Good thing, then, that Dedication is as solid a record as it shapes up to be, an intriguing tangent to Los Angeles beat stalwarts Brainfeeder and Alpha Pup Records’ steady output of stellar instrumental hip-hop and dubstep releases. From the tongue-in-cheek gunshot/fingersnap swagger of opener “Witch Hunt” to the sinister, otherworldly “A Devil Lay Here”, Zomby seems simultaneously more measured and frenetic than ever before. Rather than excavate his rave roots as reverently as he did on his debut, the producer bounds between styles and themes with a heady sense of attention deficit disorder (all but two tracks don’t outlive the three minute mark). Instead of detracting much from the record’s power though, it’s that nebulous, unfocused energy that drives most of the album: Dedication doesn’t quite go anywhere, nor does it seem to have to.
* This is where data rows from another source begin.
//! Core data models for OpenPools.
//!
//! These types are shared across all OpenPools crates and represent the
//! keyword profiles, candidate views, and match records the matching core
//! operates on.

use chrono::{DateTime, Utc};
use serde::{Deserialize, Serialize};
use serde_json::Value as JsonValue;
use uuid::Uuid;

// =============================================================================
// KEYWORD TAXONOMY
// =============================================================================

/// Taxonomy bucket driving a keyword's base importance.
///
/// Unknown category names survive as [`Category::Other`] so they round-trip
/// through storage; they are weighted with the unclassified fallback.
#[derive(Debug, Clone, PartialEq, Eq, Hash, Serialize, Deserialize)]
#[serde(from = "String", into = "String")]
pub enum Category {
    Skills,
    Technologies,
    Expertise,
    Tools,
    Methodologies,
    Domains,
    Projects,
    Roles,
    Certifications,
    Companies,
    Institutions,
    Links,
    Other(String),
}

impl Category {
    /// All named categories, in descending importance order.
    pub const KNOWN: [Category; 12] = [
        Category::Skills,
        Category::Technologies,
        Category::Expertise,
        Category::Tools,
        Category::Methodologies,
        Category::Domains,
        Category::Projects,
        Category::Roles,
        Category::Certifications,
        Category::Companies,
        Category::Institutions,
        Category::Links,
    ];

    /// Parse a category name, trimming and lowercasing it first.
    pub fn parse(name: &str) -> Self {
        match name.trim().to_lowercase().as_str() {
            "skills" => Self::Skills,
            "technologies" => Self::Technologies,
            "expertise" => Self::Expertise,
            "tools" => Self::Tools,
            "methodologies" => Self::Methodologies,
            "domains" => Self::Domains,
            "projects" => Self::Projects,
            "roles" => Self::Roles,
            "certifications" => Self::Certifications,
            "companies" => Self::Companies,
            "institutions" => Self::Institutions,
            "links" => Self::Links,
            other => Self::Other(other.to_string()),
        }
    }

    pub fn as_str(&self) -> &str {
        match self {
            Self::Skills => "skills",
            Self::Technologies => "technologies",
            Self::Expertise => "expertise",
            Self::Tools => "tools",
            Self::Methodologies => "methodologies",
            Self::Domains => "domains",
            Self::Projects => "projects",
            Self::Roles => "roles",
            Self::Certifications => "certifications",
            Self::Companies => "companies",
            Self::Institutions => "institutions",
            Self::Links => "links",
            Self::Other(name) => name,
        }
    }
}

impl Default for Category {
    fn default() -> Self {
        Self::parse(crate::defaults::DEFAULT_CATEGORY)
    }
}

impl std::fmt::Display for Category {
    fn fmt(&self, f: &mut std::fmt::Formatter<'_>) -> std::fmt::Result {
        f.write_str(self.as_str())
    }
}

impl From<String> for Category {
    fn from(s: String) -> Self {
        Self::parse(&s)
    }
}

impl From<&str> for Category {
    fn from(s: &str) -> Self {
        Self::parse(s)
    }
}

impl From<Category> for String {
    fn from(c: Category) -> Self {
        c.as_str().to_string()
    }
}

/// Provenance of a keyword, driving its confidence multiplier.
#[derive(Debug, Clone, PartialEq, Eq, Hash, Serialize, Deserialize)]
#[serde(from = "String", into = "String")]
pub enum Source {
    Resume,
    Pdf,
    Linkedin,
    Github,
    /// Journal entries, invite claims, or anything else.
    Other(String),
}

impl Source {
    /// Parse a source tag, trimming and lowercasing it first.
    pub fn parse(tag: &str) -> Self {
        match tag.trim().to_lowercase().as_str() {
            "resume" => Self::Resume,
            "pdf" => Self::Pdf,
            "linkedin" => Self::Linkedin,
            "github" => Self::Github,
            other => Self::Other(other.to_string()),
        }
    }

    pub fn as_str(&self) -> &str {
        match self {
            Self::Resume => "resume",
            Self::Pdf => "pdf",
            Self::Linkedin => "linkedin",
            Self::Github => "github",
            Self::Other(tag) => tag,
        }
    }
}

impl Default for Source {
    fn default() -> Self {
        Self::parse(crate::defaults::DEFAULT_SOURCE)
    }
}

impl std::fmt::Display for Source {
    fn fmt(&self, f: &mut std::fmt::Formatter<'_>) -> std::fmt::Result {
        f.write_str(self.as_str())
    }
}

impl From<String> for Source {
    fn from(s: String) -> Self {
        Self::parse(&s)
    }
}

impl From<&str> for Source {
    fn from(s: &str) -> Self {
        Self::parse(s)
    }
}

impl From<Source> for String {
    fn from(s: Source) -> Self {
        s.as_str().to_string()
    }
}

// =============================================================================
// KEYWORD TYPES
// =============================================================================

/// Canonical keyword as stored in a keyword profile.
///
/// `weight` is always derived from `(category, source)`; construct keywords
/// through the normalizer or [`crate::CategoryWeights::keyword`].
#[derive(Debug, Clone, PartialEq, Serialize, Deserialize)]
pub struct Keyword {
    pub keyword: String,
    pub category: Category,
    pub source: Source,
    pub weight: f64,
}

/// Keyword entry as produced by the extractor or found in stored JSON.
#[derive(Debug, Clone, Default, PartialEq, Serialize, Deserialize)]
pub struct RawKeyword {
    pub keyword: String,
    #[serde(default, skip_serializing_if = "Option::is_none")]
    pub category: Option<String>,
    #[serde(default, skip_serializing_if = "Option::is_none")]
    pub source: Option<String>,
    /// Advisory only; always recomputed.
    #[serde(default, skip_serializing_if = "Option::is_none")]
    pub weight: Option<f64>,
}

/// Either shape a keyword arrives in at the boundary.
#[derive(Debug, Clone, PartialEq, Serialize, Deserialize)]
#[serde(untagged)]
pub enum KeywordInput {
    Text(String),
    Weighted(RawKeyword),
}

impl KeywordInput {
    /// The unnormalized keyword text.
    pub fn text(&self) -> &str {
        match self {
            Self::Text(text) => text,
            Self::Weighted(raw) => &raw.keyword,
        }
    }

    /// Fill in `source` when the entry carries none.
    pub fn with_default_source(self, source: &Source) -> Self {
        match self {
            Self::Text(keyword) => Self::Weighted(RawKeyword {
                keyword,
                source: Some(source.to_string()),
                ..Default::default()
            }),
            Self::Weighted(mut raw) => {
                if raw.source.as_deref().map_or(true, |s| s.trim().is_empty()) {
                    raw.source = Some(source.to_string());
                }
                Self::Weighted(raw)
            }
        }
    }
}

impl From<&str> for KeywordInput {
    fn from(s: &str) -> Self {
        Self::Text(s.to_string())
    }
}

impl From<RawKeyword> for KeywordInput {
    fn from(raw: RawKeyword) -> Self {
        Self::Weighted(raw)
    }
}

impl From<&Keyword> for KeywordInput {
    fn from(k: &Keyword) -> Self {
        Self::Weighted(RawKeyword {
            keyword: k.keyword.clone(),
            category: Some(k.category.to_string()),
            source: Some(k.source.to_string()),
            weight: Some(k.weight),
        })
    }
}

// =============================================================================
// KEYWORD PROFILE TYPES
// =============================================================================

/// A user's full weighted keyword set.
#[derive(Debug, Clone, PartialEq, Serialize, Deserialize)]
pub struct KeywordProfile {
    pub user_id: Uuid,
    pub keywords: Vec<Keyword>,
    /// Cached `keywords.len()`.
    pub total_keywords: i32,
    pub last_updated: DateTime<Utc>,
}

impl KeywordProfile {
    pub fn new(user_id: Uuid, keywords: Vec<Keyword>, now: DateTime<Utc>) -> Self {
        let total_keywords = keywords.len() as i32;
        Self {
            user_id,
            keywords,
            total_keywords,
            last_updated: now,
        }
    }

    /// An empty profile for a user with no ingested sources yet.
    pub fn empty(user_id: Uuid, now: DateTime<Utc>) -> Self {
        Self::new(user_id, Vec::new(), now)
    }

    /// Swap the keyword list, refreshing the cached count and timestamp.
    pub fn replace_keywords(&mut self, keywords: Vec<Keyword>, now: DateTime<Utc>) {
        self.total_keywords = keywords.len() as i32;
        self.keywords = keywords;
        self.last_updated = now;
    }
}

/// Keyword profile row as read from the store, before decoding.
#[derive(Debug, Clone, PartialEq, Serialize, Deserialize)]
pub struct StoredKeywordProfile {
    pub user_id: Uuid,
    pub keywords: JsonValue,
    pub total_keywords: i32,
    pub last_updated: DateTime<Utc>,
}

// =============================================================================
// PROFILE & MATCH TYPES
// =============================================================================

/// Structured profile attributes used for scoring and display.
#[derive(Debug, Clone, Default, PartialEq, Serialize, Deserialize)]
pub struct ProfileAttrs {
    pub user_id: Uuid,
    #[serde(default)]
    pub full_name: Option<String>,
    #[serde(default)]
    pub bio: Option<String>,
    #[serde(default)]
    pub location: Option<String>,
    #[serde(default)]
    pub job_title: Option<String>,
    #[serde(default)]
    pub company: Option<String>,
    #[serde(default)]
    pub linkedin_url: Option<String>,
    #[serde(default)]
    pub github_url: Option<String>,
    #[serde(default)]
    pub website_url: Option<String>,
}

impl ProfileAttrs {
    pub fn new(user_id: Uuid) -> Self {
        Self {
            user_id,
            ..Default::default()
        }
    }
}

/// A candidate's keywords joined with its profile, alive for one scoring pass.
#[derive(Debug, Clone, PartialEq)]
pub struct MatchCandidate {
    pub profile: ProfileAttrs,
    pub keywords: Vec<Keyword>,
}

/// How a compatibility score was assembled.
#[derive(Debug, Clone, Copy, Default, PartialEq, Serialize, Deserialize)]
pub struct ScoreBreakdown {
    /// Points from weighted keyword overlap.
    pub keyword_score: f64,
    /// Points from shared location, job title, and company.
    pub attribute_score: f64,
}

/// One scored candidate, ready for display.
#[derive(Debug, Clone, PartialEq, Serialize, Deserialize)]
pub struct RankedMatch {
    #[serde(flatten)]
    pub profile: ProfileAttrs,
    /// Compatibility on a 0-100 scale.
    pub compatibility: f64,
    /// Keywords both users hold, as they appear in the requester's profile.
    pub common_keywords: Vec<Keyword>,
    pub breakdown: ScoreBreakdown,
}

impl RankedMatch {
    pub fn user_id(&self) -> Uuid {
        self.profile.user_id
    }
}

/// Persisted result of the last scoring pass for an ordered user pair.
#[derive(Debug, Clone, PartialEq, Serialize, Deserialize)]
pub struct MatchRecord {
    pub user_id: Uuid,
    pub matched_user_id: Uuid,
    pub compatibility_score: f64,
    pub common_keywords: Vec<String>,
    pub last_calculated: DateTime<Utc>,
}

/// Outcome of an admin bulk recalculation.
#[derive(Debug, Clone, Default, PartialEq, Serialize, Deserialize)]
pub struct RecalculationReport {
    pub total_profiles: usize,
    pub updated_count: usize,
    pub error_count: usize,
    /// First few per-profile failures; bounded by the configured cap.
    pub errors: Vec<String>,
    pub duration_ms: u64,
}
An obvious highlight is the Panda Bear collabo “Things Fall Apart”, on which the Animal Collective luminary sounds oddly at home toasting over a menacing dub skitter. While little of the album bears the immediate impact of Zomby’s best work (“Tears in the Rain”, “Spliff Dub”), this latest offering from the spectral producer proves much more enduring a record than he seemed capable of a couple of years back and one that makes as solid a case as is imaginable for integrating dubstep into the mainstream as one of the genre’s first great releases on a label not named Hyperdub or NinjaTune. And with 4AD’s signing of star producer Joker, Dedication certainly won’t be the last.